--- DATASET EXTRACT Enclosed Below ---

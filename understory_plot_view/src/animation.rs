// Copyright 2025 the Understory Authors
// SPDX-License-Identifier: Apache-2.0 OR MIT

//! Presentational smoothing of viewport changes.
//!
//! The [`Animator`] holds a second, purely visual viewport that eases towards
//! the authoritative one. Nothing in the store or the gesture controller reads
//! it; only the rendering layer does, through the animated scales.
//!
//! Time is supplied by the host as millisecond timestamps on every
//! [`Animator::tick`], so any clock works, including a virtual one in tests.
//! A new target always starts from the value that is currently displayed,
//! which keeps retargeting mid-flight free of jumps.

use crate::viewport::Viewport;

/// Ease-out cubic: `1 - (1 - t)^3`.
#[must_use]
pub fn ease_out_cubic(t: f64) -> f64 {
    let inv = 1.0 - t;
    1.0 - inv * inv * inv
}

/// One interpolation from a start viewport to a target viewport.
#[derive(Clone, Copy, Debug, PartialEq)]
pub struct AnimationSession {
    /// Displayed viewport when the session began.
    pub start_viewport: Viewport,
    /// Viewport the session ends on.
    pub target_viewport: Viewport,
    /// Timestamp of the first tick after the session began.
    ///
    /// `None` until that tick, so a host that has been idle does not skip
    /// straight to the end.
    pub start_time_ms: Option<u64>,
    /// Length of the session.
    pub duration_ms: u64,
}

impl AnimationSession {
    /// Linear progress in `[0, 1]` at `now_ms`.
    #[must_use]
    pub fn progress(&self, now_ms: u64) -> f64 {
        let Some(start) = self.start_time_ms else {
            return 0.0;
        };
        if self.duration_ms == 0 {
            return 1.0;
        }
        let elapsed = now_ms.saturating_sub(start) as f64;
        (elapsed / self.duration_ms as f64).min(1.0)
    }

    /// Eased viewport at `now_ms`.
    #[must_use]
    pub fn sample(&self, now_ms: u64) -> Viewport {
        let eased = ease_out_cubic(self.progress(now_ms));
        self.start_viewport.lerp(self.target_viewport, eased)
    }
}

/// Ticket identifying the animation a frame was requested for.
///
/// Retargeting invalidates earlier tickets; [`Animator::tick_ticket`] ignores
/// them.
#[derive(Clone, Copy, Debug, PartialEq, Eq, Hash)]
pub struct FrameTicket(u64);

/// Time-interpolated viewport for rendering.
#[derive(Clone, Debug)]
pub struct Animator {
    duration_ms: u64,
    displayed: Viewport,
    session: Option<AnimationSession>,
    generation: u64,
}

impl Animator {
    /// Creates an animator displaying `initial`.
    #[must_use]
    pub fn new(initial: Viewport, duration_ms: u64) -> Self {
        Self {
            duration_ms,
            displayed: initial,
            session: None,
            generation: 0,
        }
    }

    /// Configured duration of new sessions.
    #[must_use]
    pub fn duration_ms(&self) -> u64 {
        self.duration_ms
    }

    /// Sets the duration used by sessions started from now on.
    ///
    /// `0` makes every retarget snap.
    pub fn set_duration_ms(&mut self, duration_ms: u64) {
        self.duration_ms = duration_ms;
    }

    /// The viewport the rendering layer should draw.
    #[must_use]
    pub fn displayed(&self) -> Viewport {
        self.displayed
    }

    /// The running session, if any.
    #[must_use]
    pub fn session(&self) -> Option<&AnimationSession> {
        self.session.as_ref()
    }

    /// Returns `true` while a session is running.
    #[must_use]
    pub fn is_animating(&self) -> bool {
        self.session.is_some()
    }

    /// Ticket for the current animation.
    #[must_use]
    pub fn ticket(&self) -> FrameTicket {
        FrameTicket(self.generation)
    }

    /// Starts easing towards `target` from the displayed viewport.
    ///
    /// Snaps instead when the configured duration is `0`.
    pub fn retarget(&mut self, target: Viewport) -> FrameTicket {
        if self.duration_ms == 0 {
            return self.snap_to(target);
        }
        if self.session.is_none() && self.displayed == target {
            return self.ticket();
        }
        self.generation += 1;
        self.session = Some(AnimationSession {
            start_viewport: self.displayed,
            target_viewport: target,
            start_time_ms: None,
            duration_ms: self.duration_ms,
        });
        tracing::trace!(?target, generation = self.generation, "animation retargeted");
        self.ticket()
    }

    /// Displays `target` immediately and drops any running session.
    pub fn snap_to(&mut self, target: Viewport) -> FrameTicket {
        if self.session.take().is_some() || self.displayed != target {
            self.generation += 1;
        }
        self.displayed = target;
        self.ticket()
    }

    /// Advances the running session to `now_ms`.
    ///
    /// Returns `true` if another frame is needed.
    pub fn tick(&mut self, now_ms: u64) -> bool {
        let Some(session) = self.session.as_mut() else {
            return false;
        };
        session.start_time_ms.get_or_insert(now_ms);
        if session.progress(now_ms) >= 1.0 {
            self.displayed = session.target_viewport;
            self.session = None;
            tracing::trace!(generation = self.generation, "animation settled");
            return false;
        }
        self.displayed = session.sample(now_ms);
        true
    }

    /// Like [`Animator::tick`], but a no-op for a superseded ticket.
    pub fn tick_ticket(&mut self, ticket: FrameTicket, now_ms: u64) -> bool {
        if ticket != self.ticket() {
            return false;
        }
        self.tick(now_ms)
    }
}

--- End of Enclosed DATASET EXTRACT ---
--- DATASET EXTRACT Enclosed Below ---

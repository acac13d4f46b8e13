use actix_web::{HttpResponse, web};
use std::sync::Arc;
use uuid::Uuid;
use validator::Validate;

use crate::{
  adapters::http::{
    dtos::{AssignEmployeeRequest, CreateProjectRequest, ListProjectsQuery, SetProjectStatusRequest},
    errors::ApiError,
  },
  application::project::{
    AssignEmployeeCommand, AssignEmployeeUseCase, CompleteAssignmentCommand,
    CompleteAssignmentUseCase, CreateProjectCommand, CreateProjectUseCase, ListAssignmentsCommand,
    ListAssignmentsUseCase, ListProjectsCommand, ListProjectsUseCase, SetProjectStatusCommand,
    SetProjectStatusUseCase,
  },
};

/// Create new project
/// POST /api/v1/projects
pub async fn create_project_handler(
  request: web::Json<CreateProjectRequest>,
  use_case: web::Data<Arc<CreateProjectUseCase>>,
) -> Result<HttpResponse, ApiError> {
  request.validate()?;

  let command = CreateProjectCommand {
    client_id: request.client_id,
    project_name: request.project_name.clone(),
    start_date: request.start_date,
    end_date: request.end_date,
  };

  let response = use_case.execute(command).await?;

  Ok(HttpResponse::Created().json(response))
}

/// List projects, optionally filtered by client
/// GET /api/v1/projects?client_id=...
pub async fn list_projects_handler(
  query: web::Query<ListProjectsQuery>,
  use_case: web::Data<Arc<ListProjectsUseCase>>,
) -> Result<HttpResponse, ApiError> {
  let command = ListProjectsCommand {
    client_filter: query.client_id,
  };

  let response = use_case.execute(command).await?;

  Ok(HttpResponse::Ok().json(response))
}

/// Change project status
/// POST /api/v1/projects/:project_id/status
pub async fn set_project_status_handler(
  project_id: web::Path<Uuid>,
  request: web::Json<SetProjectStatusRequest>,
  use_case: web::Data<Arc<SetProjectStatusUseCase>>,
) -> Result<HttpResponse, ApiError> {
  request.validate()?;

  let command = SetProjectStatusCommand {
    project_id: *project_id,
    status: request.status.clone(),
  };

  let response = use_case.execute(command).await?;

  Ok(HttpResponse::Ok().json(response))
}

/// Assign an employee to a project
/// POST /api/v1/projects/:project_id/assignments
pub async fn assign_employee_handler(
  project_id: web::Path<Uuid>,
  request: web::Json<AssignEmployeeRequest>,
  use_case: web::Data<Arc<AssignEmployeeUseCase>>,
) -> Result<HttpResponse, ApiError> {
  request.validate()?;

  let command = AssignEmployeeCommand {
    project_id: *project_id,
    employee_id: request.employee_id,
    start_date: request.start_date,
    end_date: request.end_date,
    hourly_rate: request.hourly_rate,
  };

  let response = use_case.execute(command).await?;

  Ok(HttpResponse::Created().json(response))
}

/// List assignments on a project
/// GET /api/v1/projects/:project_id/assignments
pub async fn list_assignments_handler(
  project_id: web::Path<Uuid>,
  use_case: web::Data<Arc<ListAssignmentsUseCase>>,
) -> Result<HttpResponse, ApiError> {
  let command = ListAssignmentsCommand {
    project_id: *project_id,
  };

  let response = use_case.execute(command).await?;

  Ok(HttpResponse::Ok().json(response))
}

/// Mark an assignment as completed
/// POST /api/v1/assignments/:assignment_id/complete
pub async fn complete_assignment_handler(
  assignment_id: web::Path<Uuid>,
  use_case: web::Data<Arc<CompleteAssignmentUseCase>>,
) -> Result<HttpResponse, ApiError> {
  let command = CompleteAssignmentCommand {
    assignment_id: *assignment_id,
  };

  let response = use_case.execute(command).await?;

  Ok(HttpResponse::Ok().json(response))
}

--- End of Enclosed DATASET EXTRACT ---
--- DATASET EXTRACT Enclosed Below ---

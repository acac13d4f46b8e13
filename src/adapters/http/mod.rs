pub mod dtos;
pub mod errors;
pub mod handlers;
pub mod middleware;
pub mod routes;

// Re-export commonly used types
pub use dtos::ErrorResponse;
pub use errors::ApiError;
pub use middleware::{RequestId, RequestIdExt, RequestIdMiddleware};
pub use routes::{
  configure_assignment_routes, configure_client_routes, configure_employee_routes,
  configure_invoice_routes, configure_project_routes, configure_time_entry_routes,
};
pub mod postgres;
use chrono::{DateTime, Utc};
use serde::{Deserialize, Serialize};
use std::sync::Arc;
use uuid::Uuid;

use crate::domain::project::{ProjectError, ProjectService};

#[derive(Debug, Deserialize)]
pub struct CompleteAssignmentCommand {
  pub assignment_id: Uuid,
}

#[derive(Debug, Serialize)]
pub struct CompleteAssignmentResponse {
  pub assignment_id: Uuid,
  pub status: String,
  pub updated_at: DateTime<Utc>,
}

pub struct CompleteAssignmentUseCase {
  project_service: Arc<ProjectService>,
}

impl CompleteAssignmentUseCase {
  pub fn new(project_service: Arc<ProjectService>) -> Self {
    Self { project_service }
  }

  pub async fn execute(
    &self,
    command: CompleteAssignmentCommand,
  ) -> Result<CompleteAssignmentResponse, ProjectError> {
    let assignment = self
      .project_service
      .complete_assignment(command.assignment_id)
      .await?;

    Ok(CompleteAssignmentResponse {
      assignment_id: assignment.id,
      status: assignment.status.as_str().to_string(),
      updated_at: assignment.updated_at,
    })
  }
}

--- End of Enclosed DATASET EXTRACT ---

> **TASK STATEMENT**: From the records above, extract exactly and only the lines that begin at the line with "filename understory_plot_view/src/animation.rs" and stop after the line with "pub struct AnimationSession".

> **SOLUTION FOR THIS EXERCISE**:
filename understory_plot_view/src/animation.rs
// Copyright 2025 the Understory Authors
// SPDX-License-Identifier: Apache-2.0 OR MIT

//! Presentational smoothing of viewport changes.
//!
//! The [`Animator`] holds a second, purely visual viewport that eases towards
//! the authoritative one. Nothing in the store or the gesture controller reads
//! it; only the rendering layer does, through the animated scales.
//!
//! Time is supplied by the host as millisecond timestamps on every
//! [`Animator::tick`], so any clock works, including a virtual one in tests.
//! A new target always starts from the value that is currently displayed,
//! which keeps retargeting mid-flight free of jumps.

use crate::viewport::Viewport;

/// Ease-out cubic: `1 - (1 - t)^3`.
#[must_use]
pub fn ease_out_cubic(t: f64) -> f64 {
    let inv = 1.0 - t;
    1.0 - inv * inv * inv
}

/// One interpolation from a start viewport to a target viewport.
#[derive(Clone, Copy, Debug, PartialEq)]
pub struct AnimationSession {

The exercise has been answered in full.